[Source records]
-.-.-
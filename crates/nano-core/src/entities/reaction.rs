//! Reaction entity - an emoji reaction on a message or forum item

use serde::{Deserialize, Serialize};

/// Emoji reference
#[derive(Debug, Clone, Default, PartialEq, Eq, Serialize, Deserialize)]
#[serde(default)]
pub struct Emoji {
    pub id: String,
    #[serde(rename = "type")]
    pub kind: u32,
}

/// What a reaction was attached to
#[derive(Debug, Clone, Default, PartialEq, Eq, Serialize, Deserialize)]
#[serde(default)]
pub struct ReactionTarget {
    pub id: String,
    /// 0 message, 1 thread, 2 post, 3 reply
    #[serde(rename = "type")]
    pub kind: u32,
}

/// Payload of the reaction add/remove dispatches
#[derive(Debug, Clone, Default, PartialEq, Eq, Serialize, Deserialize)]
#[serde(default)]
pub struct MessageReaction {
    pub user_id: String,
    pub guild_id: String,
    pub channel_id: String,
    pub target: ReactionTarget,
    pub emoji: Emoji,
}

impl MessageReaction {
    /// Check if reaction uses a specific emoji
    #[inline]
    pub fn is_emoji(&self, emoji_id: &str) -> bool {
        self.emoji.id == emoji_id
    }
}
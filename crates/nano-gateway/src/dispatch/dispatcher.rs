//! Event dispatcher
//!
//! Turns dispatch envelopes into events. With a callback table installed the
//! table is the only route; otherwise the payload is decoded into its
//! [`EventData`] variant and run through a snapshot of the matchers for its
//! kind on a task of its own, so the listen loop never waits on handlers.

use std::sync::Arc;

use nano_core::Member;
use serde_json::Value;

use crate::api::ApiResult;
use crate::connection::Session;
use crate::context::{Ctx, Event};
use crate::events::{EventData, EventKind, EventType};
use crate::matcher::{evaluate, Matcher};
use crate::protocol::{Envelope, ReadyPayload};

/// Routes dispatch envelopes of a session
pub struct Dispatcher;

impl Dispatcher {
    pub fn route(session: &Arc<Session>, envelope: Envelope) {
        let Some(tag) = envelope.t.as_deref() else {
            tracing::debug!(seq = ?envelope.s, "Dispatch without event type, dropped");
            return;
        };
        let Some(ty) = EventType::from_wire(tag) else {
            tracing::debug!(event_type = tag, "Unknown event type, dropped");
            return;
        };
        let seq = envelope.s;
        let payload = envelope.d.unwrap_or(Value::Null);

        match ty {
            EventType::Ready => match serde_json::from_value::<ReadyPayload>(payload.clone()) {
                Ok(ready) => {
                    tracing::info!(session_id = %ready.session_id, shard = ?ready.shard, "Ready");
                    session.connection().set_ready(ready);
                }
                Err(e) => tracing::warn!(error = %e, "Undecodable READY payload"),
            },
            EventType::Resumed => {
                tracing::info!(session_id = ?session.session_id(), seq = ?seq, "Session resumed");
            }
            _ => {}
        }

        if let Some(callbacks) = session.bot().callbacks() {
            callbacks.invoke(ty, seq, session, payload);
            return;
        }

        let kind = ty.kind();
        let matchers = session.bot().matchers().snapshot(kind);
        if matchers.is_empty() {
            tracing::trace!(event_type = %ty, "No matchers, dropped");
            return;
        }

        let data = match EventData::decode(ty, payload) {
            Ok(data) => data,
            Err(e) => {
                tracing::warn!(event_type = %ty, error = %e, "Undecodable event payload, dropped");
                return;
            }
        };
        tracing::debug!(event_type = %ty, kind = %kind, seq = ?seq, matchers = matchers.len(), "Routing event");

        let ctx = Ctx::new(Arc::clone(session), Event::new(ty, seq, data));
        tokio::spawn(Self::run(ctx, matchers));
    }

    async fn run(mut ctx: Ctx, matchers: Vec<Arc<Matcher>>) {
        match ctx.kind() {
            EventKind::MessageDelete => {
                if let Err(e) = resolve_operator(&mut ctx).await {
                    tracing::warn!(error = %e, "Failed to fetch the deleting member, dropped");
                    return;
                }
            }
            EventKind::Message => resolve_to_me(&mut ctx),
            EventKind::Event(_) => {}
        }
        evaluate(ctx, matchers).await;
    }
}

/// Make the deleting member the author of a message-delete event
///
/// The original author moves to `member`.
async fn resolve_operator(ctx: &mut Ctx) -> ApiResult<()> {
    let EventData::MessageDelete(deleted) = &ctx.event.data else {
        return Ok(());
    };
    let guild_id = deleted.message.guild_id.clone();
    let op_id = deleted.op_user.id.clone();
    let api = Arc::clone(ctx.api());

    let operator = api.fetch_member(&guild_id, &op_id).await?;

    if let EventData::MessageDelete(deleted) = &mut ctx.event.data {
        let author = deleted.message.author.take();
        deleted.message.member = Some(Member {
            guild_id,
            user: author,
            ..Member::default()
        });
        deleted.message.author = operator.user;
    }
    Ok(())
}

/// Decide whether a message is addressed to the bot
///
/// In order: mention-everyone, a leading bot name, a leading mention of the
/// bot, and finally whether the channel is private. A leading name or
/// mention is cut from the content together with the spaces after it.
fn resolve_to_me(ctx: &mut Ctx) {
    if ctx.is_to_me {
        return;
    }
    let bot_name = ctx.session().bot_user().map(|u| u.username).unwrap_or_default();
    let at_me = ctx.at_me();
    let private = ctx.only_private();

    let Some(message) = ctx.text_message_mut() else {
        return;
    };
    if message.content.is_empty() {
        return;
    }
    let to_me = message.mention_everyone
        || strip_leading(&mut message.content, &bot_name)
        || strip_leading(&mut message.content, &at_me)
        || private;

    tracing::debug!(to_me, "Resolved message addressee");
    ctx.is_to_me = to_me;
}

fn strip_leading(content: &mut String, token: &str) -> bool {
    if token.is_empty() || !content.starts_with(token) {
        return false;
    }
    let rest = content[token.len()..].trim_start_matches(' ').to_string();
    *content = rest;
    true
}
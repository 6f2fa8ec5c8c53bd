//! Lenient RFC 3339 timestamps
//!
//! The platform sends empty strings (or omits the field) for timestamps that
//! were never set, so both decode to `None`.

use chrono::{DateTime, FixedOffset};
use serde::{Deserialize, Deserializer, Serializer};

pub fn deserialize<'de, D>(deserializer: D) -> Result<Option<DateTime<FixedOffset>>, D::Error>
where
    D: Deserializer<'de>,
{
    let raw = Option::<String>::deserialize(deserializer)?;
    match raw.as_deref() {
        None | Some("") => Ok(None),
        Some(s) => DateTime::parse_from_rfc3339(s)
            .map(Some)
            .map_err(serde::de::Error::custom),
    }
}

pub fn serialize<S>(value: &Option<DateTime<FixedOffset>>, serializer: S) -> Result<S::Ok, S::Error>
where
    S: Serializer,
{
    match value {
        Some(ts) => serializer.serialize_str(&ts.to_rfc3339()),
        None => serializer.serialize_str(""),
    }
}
-.-.-
● **EXERCISE OBJECTIVE**: A lone number is the expected answer: the count of lines in these entries holding the string "filename".

● **RESULT FOR THIS EXERCISE**: 2